The year 2021 marked the arrival of speech to speech translation in the commercial world.
Scientists are working on making the underlying technology smoother and more accurate, engineers are integrating it into practical use cases. At the same time, there is an explosion in neural voices. Between July and September, three companies in this area got funded, Murf.ai, Wellsaid Labs, and Lovo.ai. As a result, localization professionals can now choose from 20+ providers of pre-made voices, or even clone their own voice to generate personalized speeches.
Speech Translation Full Steam Ahead
Lately, big Tech providers and other important players introduced some major changes in their speech-to-speech translation technologies. Among others, Amazon AI showcased some of their work at MT Summit conference in August. In the presentation conducted by Marcello Federico, prosodic alignment was an important aspect of the work. Google introduced “Translatotron-2” in August, which outperforms the original model. Iterations resulted in better translation quality and more natural predicted speech. The new model also enables the retention of source voice in translated speech. In Academia environment, ELITR project run by Ondrej Boyar from the Charles University in Prague and funded by Horizon Europe 2020 arrives at its conclusion in December.
Neural Voices into Products
In a live voiceover scenario, the source can come from MT. In an “automated dubbing” scenario, an engineer can edit the text and the pronunciation of the neural voice to improve on quality. As technology comes to the market, this type of offering has begun to crystallize into “AI voiceovers” at an average price of $20 per minute.

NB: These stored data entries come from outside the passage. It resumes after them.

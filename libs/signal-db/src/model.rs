//! Signal database model
//!
//! Messages and signals are created once when a database is loaded and are
//! read-only afterwards. A [`Database`] owns its messages and keeps name and
//! frame-id indexes over them.

use std::collections::{BTreeMap, HashMap};

use errors::{CanError, Result};
use serde::Serialize;
use tracing::debug;

use crate::bits::{self, Saturation, SignalLayout};

/// Largest standard (11-bit) identifier
pub const MAX_STANDARD_ID: u32 = 0x7FF;
/// Largest extended (29-bit) identifier
pub const MAX_EXTENDED_ID: u32 = 0x1FFF_FFFF;
/// Classic CAN payload limit
pub const CAN_MAX_DLEN: usize = 8;
/// CAN FD payload limit
pub const CANFD_MAX_DLEN: usize = 64;

/// Bit numbering of a signal within the payload
#[derive(Debug, Clone, Copy, PartialEq, Eq, Serialize)]
#[serde(rename_all = "snake_case")]
pub enum ByteOrder {
    /// Intel: start bit is the LSB, bits grow toward higher addresses
    LittleEndian,
    /// Motorola: start bit is the MSB, counting down then into the next byte
    BigEndian,
}

/// How the raw bits of a signal are interpreted
#[derive(Debug, Clone, Copy, PartialEq, Eq, Serialize)]
#[serde(rename_all = "snake_case")]
pub enum ValueType {
    Unsigned,
    Signed,
    /// IEEE-754 single (32 bits) or double (64 bits)
    Float,
}

/// Multiplexing role of a signal
#[derive(Debug, Clone, Copy, PartialEq, Eq, Serialize)]
#[serde(rename_all = "snake_case")]
pub enum Multiplex {
    /// Ordinary signal
    Plain,
    /// The multiplexer switch itself
    Multiplexor,
    /// Present only when the switch equals the value
    Multiplexed(u64),
}

/// One named bit field within a message
#[derive(Debug, Clone, PartialEq, Serialize)]
pub struct Signal {
    pub name: String,
    pub start_bit: u16,
    pub bit_length: u8,
    pub byte_order: ByteOrder,
    pub value_type: ValueType,
    pub scale: f64,
    pub offset: f64,
    pub minimum: Option<f64>,
    pub maximum: Option<f64>,
    /// Physical default used when no value is supplied
    pub initial: Option<f64>,
    pub unit: String,
    /// Raw integer -> label
    pub enumeration: BTreeMap<i64, String>,
    pub comment: Option<String>,
    pub receivers: Vec<String>,
    pub multiplex: Multiplex,
}

impl Signal {
    /// A plain little-endian unsigned signal with identity scaling
    pub fn new(name: impl Into<String>, start_bit: u16, bit_length: u8) -> Self {
        Self {
            name: name.into(),
            start_bit,
            bit_length,
            byte_order: ByteOrder::LittleEndian,
            value_type: ValueType::Unsigned,
            scale: 1.0,
            offset: 0.0,
            minimum: None,
            maximum: None,
            initial: None,
            unit: String::new(),
            enumeration: BTreeMap::new(),
            comment: None,
            receivers: Vec::new(),
            multiplex: Multiplex::Plain,
        }
    }

    pub fn with_byte_order(mut self, byte_order: ByteOrder) -> Self {
        self.byte_order = byte_order;
        self
    }

    pub fn with_value_type(mut self, value_type: ValueType) -> Self {
        self.value_type = value_type;
        self
    }

    pub fn with_scaling(mut self, scale: f64, offset: f64) -> Self {
        self.scale = scale;
        self.offset = offset;
        self
    }

    pub fn with_range(mut self, minimum: f64, maximum: f64) -> Self {
        self.minimum = Some(minimum);
        self.maximum = Some(maximum);
        self
    }

    pub fn with_initial(mut self, initial: f64) -> Self {
        self.initial = Some(initial);
        self
    }

    pub fn with_unit(mut self, unit: impl Into<String>) -> Self {
        self.unit = unit.into();
        self
    }

    pub fn with_label(mut self, raw: i64, label: impl Into<String>) -> Self {
        self.enumeration.insert(raw, label.into());
        self
    }

    /// Byte spans the signal occupies
    pub fn layout(&self) -> SignalLayout {
        SignalLayout::new(self.start_bit, self.bit_length, self.byte_order)
    }

    pub fn is_float(&self) -> bool {
        self.value_type == ValueType::Float
    }

    /// Value used by `encode` when the caller supplies none:
    /// initial, then minimum, then zero
    pub fn default_value(&self) -> f64 {
        self.initial.or(self.minimum).unwrap_or(0.0)
    }

    /// Label for a raw integer, if the signal has one
    pub fn label(&self, raw: i64) -> Option<&str> {
        self.enumeration.get(&raw).map(String::as_str)
    }

    /// Raw integer for a label (exact match)
    pub fn raw_for_label(&self, label: &str) -> Option<i64> {
        self.enumeration
            .iter()
            .find(|(_, l)| l.as_str() == label)
            .map(|(raw, _)| *raw)
    }

    /// Render a raw integer for display: its label, or the number itself
    pub fn display_raw(&self, raw: i64) -> String {
        self.label(raw)
            .map(str::to_string)
            .unwrap_or_else(|| raw.to_string())
    }

    /// Physical value -> raw bit pattern
    pub fn encode_raw(&self, physical: f64, saturation: Saturation) -> Result<u64> {
        bits::encode_raw(physical, self, saturation)
    }

    /// Raw bit pattern -> physical value
    pub fn decode_raw(&self, raw: u64) -> f64 {
        bits::decode_raw(raw, self)
    }

    /// Physical range a UI control should offer
    pub fn physical_bounds(&self) -> (f64, f64) {
        bits::physical_bounds(self)
    }

    /// Smallest physical increment
    pub fn step(&self) -> f64 {
        bits::step(self)
    }
}

/// One decoded signal with display metadata
#[derive(Debug, Clone, PartialEq, Serialize)]
pub struct DecodedSignal {
    pub name: String,
    pub value: f64,
    /// Raw integer (sign extended); float signals carry their truncated value
    pub raw: i64,
    pub unit: String,
    pub label: Option<String>,
}

impl std::fmt::Display for DecodedSignal {
    fn fmt(&self, f: &mut std::fmt::Formatter<'_>) -> std::fmt::Result {
        match &self.label {
            Some(label) => write!(f, "{} = {} ({})", self.name, label, self.raw),
            None if self.unit.is_empty() => write!(f, "{} = {}", self.name, self.value),
            None => write!(f, "{} = {} {}", self.name, self.value, self.unit),
        }
    }
}

/// A CAN frame template
#[derive(Debug, Clone, PartialEq, Serialize)]
pub struct Message {
    pub name: String,
    /// Identifier without any extended flag bit
    pub frame_id: u32,
    pub byte_length: usize,
    pub signals: Vec<Signal>,
    pub comment: Option<String>,
    pub sender: Option<String>,
    /// Cycle time in milliseconds, from the `GenMsgCycleTime` attribute
    pub cycle_time: Option<u32>,
}

impl Message {
    pub fn new(name: impl Into<String>, frame_id: u32, byte_length: usize) -> Self {
        Self {
            name: name.into(),
            frame_id,
            byte_length,
            signals: Vec::new(),
            comment: None,
            sender: None,
            cycle_time: None,
        }
    }

    pub fn with_signal(mut self, signal: Signal) -> Self {
        self.signals.push(signal);
        self
    }

    /// Extended (29-bit) iff the identifier does not fit 11 bits
    pub fn is_extended(&self) -> bool {
        self.frame_id > MAX_STANDARD_ID
    }

    /// Payload only fits a CAN FD frame
    pub fn is_fd(&self) -> bool {
        self.byte_length > CAN_MAX_DLEN
    }

    pub fn signal(&self, name: &str) -> Result<&Signal> {
        self.signals
            .iter()
            .find(|s| s.name == name)
            .ok_or_else(|| CanError::not_found(format!("signal '{}' in {}", name, self.name)))
    }

    /// Every signal at its default value
    pub fn default_values(&self) -> HashMap<String, f64> {
        self.signals
            .iter()
            .map(|s| (s.name.clone(), s.default_value()))
            .collect()
    }

    /// Encode physical values into a payload of `byte_length` bytes
    ///
    /// Signals missing from `values` take their default value. Names that
    /// match no signal are ignored.
    pub fn encode(&self, values: &HashMap<String, f64>) -> Result<Vec<u8>> {
        self.encode_with(values, Saturation::Error)
    }

    /// Encode, clamping out-of-range values when `saturation` asks for it
    pub fn encode_with(
        &self,
        values: &HashMap<String, f64>,
        saturation: Saturation,
    ) -> Result<Vec<u8>> {
        let mut buffer = vec![0u8; self.byte_length];

        for signal in &self.signals {
            let physical = values
                .get(&signal.name)
                .copied()
                .unwrap_or_else(|| signal.default_value());

            let raw = signal
                .encode_raw(physical, saturation)
                .map_err(|e| CanError::encode(&signal.name, reason(&e)))?;
            bits::pack(raw, signal, &mut buffer)
                .map_err(|e| CanError::encode(&signal.name, reason(&e)))?;
        }

        if tracing::enabled!(tracing::Level::DEBUG) {
            for name in values.keys() {
                if !self.signals.iter().any(|s| &s.name == name) {
                    debug!("Ignoring value for unknown signal {}.{}", self.name, name);
                }
            }
        }

        Ok(buffer)
    }

    /// Decode every signal from `data`
    ///
    /// Fails only when `data` is shorter than `byte_length`; longer buffers
    /// (padded FD frames) are accepted.
    pub fn decode(&self, data: &[u8]) -> Result<HashMap<String, f64>> {
        self.check_length(data)?;
        let mut values = HashMap::with_capacity(self.signals.len());
        for signal in &self.signals {
            let raw = bits::unpack(data, signal)?;
            values.insert(signal.name.clone(), signal.decode_raw(raw));
        }
        Ok(values)
    }

    /// Decode in signal order, attaching units and enumeration labels
    pub fn decode_labeled(&self, data: &[u8]) -> Result<Vec<DecodedSignal>> {
        self.check_length(data)?;
        self.signals
            .iter()
            .map(|signal| {
                let bits_value = bits::unpack(data, signal)?;
                let value = signal.decode_raw(bits_value);
                let raw = if signal.is_float() {
                    value as i64
                } else {
                    bits::raw_integer(bits_value, signal)
                };
                Ok(DecodedSignal {
                    name: signal.name.clone(),
                    value,
                    raw,
                    unit: signal.unit.clone(),
                    label: signal.label(raw).map(str::to_string),
                })
            })
            .collect()
    }

    fn check_length(&self, data: &[u8]) -> Result<()> {
        if data.len() < self.byte_length {
            return Err(CanError::TruncatedFrame {
                expected: self.byte_length,
                actual: data.len(),
            });
        }
        Ok(())
    }

    fn validate(&self) -> Result<()> {
        if self.byte_length > CANFD_MAX_DLEN {
            return Err(CanError::parse(format!(
                "message {} declares {} bytes (max {})",
                self.name, self.byte_length, CANFD_MAX_DLEN
            )));
        }
        if self.frame_id > MAX_EXTENDED_ID {
            return Err(CanError::parse(format!(
                "message {} has identifier 0x{:X} beyond 29 bits",
                self.name, self.frame_id
            )));
        }

        let mut seen = std::collections::HashSet::new();
        for signal in &self.signals {
            if !seen.insert(signal.name.as_str()) {
                return Err(CanError::parse(format!(
                    "duplicate signal {} in message {}",
                    signal.name, self.name
                )));
            }
            self.validate_signal(signal)?;
        }
        Ok(())
    }

    fn validate_signal(&self, signal: &Signal) -> Result<()> {
        let fail = |what: String| {
            Err(CanError::parse(format!(
                "signal {}.{}: {}",
                self.name, signal.name, what
            )))
        };

        if signal.bit_length == 0 || signal.bit_length > 64 {
            return fail(format!("bit length {} outside 1..64", signal.bit_length));
        }
        if signal.is_float() && signal.bit_length != 32 && signal.bit_length != 64 {
            return fail(format!(
                "float signal must be 32 or 64 bits, got {}",
                signal.bit_length
            ));
        }
        if signal.scale == 0.0 || !signal.scale.is_finite() {
            return fail(format!("invalid scale {}", signal.scale));
        }
        if !signal.offset.is_finite() {
            return fail(format!("invalid offset {}", signal.offset));
        }
        if !signal.layout().fits(self.byte_length) {
            return fail(format!(
                "bits {}+{} do not fit {} bytes",
                signal.start_bit, signal.bit_length, self.byte_length
            ));
        }
        Ok(())
    }
}

fn reason(err: &CanError) -> String {
    match err {
        CanError::OutOfRange(msg) => msg.clone(),
        other => other.to_string(),
    }
}

/// A loaded signal database
///
/// Built in one piece and never mutated; reloading produces a new value.
#[derive(Debug, Clone, Default, Serialize)]
pub struct Database {
    pub version: String,
    pub nodes: Vec<String>,
    messages: Vec<Message>,
    #[serde(skip)]
    by_name: HashMap<String, usize>,
    #[serde(skip)]
    by_id: HashMap<u32, usize>,
}

impl Database {
    /// Validate and index a set of messages
    pub fn new(version: String, nodes: Vec<String>, messages: Vec<Message>) -> Result<Self> {
        let mut by_name = HashMap::with_capacity(messages.len());
        let mut by_id = HashMap::with_capacity(messages.len());

        for (index, message) in messages.iter().enumerate() {
            message.validate()?;
            if by_name.insert(message.name.clone(), index).is_some() {
                return Err(CanError::parse(format!(
                    "duplicate message name {}",
                    message.name
                )));
            }
            if let Some(previous) = by_id.insert(message.frame_id, index) {
                return Err(CanError::parse(format!(
                    "duplicate frame id 0x{:X} ({} and {})",
                    message.frame_id, messages[previous].name, message.name
                )));
            }
        }

        Ok(Self {
            version,
            nodes,
            messages,
            by_name,
            by_id,
        })
    }

    /// Messages in source order
    pub fn messages(&self) -> &[Message] {
        &self.messages
    }

    pub fn len(&self) -> usize {
        self.messages.len()
    }

    pub fn is_empty(&self) -> bool {
        self.messages.is_empty()
    }

    pub fn get_message_by_name(&self, name: &str) -> Result<&Message> {
        self.by_name
            .get(name)
            .map(|&i| &self.messages[i])
            .ok_or_else(|| CanError::not_found(format!("message '{}'", name)))
    }

    pub fn get_message_by_id(&self, frame_id: u32) -> Result<&Message> {
        self.by_id
            .get(&frame_id)
            .map(|&i| &self.messages[i])
            .ok_or_else(|| CanError::not_found(format!("message with id 0x{:X}", frame_id)))
    }

    /// Encode a message looked up by name
    pub fn encode_message(&self, name: &str, values: &HashMap<String, f64>) -> Result<Vec<u8>> {
        self.get_message_by_name(name)?.encode(values)
    }

    /// Decode a payload looked up by frame id
    pub fn decode_message(&self, frame_id: u32, data: &[u8]) -> Result<HashMap<String, f64>> {
        self.get_message_by_id(frame_id)?.decode(data)
    }

    /// Decode with labels, for display
    pub fn decode_message_labeled(&self, frame_id: u32, data: &[u8]) -> Result<Vec<DecodedSignal>> {
        self.get_message_by_id(frame_id)?.decode_labeled(data)
    }
}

Yandex Youtube Translator – First Impressions
In September, Russian’s Tech Giant Yandex unveiled a free automatic English- Russian translator for Youtube (as well as other video streaming services). Through a “Translate” button added to Yandex Browser (Chrome compatible), it translates videos and dubs them with the recognizable cheer of Alisa, Yandex’s sister system to Amazon Alexa. Under the hood, the translator chains several neural networks to make it sound more natural.
At Custom.MT, we took the translator for a spin!
Overall, the feature left a favorable impression: we could follow TED talks and narrated videos with clear diction in Russian. Even though the translation was literal, it was clear enough to follow the speaker. In a more specialized video with hardcore terminology, the MT engine predictably stumbled. Here is what our team noticed:
- Youtube translator works better for short videos. A 30-minute clip took 8 minutes to render.
- It understands the need for speed. Russian sentences may get longer than English. To compensate, the digital narrators change their delivery. They sometimes spray words at a comic rate to keep up with rapid-fire jabber.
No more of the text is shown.